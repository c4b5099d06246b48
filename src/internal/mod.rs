//! Local clients.
//!
//! Clients speak plain newline-terminated text to the daemon and receive
//! [`hatcog_proto::Line`]s as JSON records. Each accepted socket gets a
//! reader task and a writer task; everything the reader learns is sent to
//! the server as a [`ClientEvent`], and only the server mutates the
//! [`InternalManager`].

mod connection;
mod listener;
mod manager;

pub use listener::Listener;
pub use manager::InternalManager;

use bytes::Bytes;
use tokio::sync::mpsc;

/// Identifies one accepted client connection.
pub type ClientId = u64;

/// Queue feeding a client's writer task.
pub type ClientWriter = mpsc::UnboundedSender<Bytes>;

/// One line typed by a client, with the routing target it was typed under.
#[derive(Debug, Clone, PartialEq, Eq)]
pub struct Message {
    pub network: String,
    pub channel: String,
    pub content: String,
}

/// Everything a client connection tells the server.
#[derive(Debug)]
pub enum ClientEvent {
    /// A client connected.
    Attached {
        id: ClientId,
        network: String,
        writer: ClientWriter,
    },
    /// The client's first line set its target.
    Bound {
        id: ClientId,
        network: String,
        channel: String,
        private: bool,
    },
    /// `/notify`
    ToggleNotify { id: ClientId },
    Message(Message),
    /// The client went away.
    Detached { id: ClientId },
}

#####

■ Task details
Write all the records out again. Nothing may differ from the original.

■ Solution for this problem
repository c4b5099d06246b48
filename src/internal/mod.rs
//! Local clients.
//!
//! Clients speak plain newline-terminated text to the daemon and receive
//! [`hatcog_proto::Line`]s as JSON records. Each accepted socket gets a
//! reader task and a writer task; everything the reader learns is sent to
//! the server as a [`ClientEvent`], and only the server mutates the
//! [`InternalManager`].

mod connection;
mod listener;
mod manager;

pub use listener::Listener;
pub use manager::InternalManager;

use bytes::Bytes;
use tokio::sync::mpsc;

/// Identifies one accepted client connection.
pub type ClientId = u64;

/// Queue feeding a client's writer task.
pub type ClientWriter = mpsc::UnboundedSender<Bytes>;

/// One line typed by a client, with the routing target it was typed under.
#[derive(Debug, Clone, PartialEq, Eq)]
pub struct Message {
    pub network: String,
    pub channel: String,
    pub content: String,
}

/// Everything a client connection tells the server.
#[derive(Debug)]
pub enum ClientEvent {
    /// A client connected.
    Attached {
        id: ClientId,
        network: String,
        writer: ClientWriter,
    },
    /// The client's first line set its target.
    Bound {
        id: ClientId,
        network: String,
        channel: String,
        private: bool,
    },
    /// `/notify`
    ToggleNotify { id: ClientId },
    Message(Message),
    /// The client went away.
    Detached { id: ClientId },
}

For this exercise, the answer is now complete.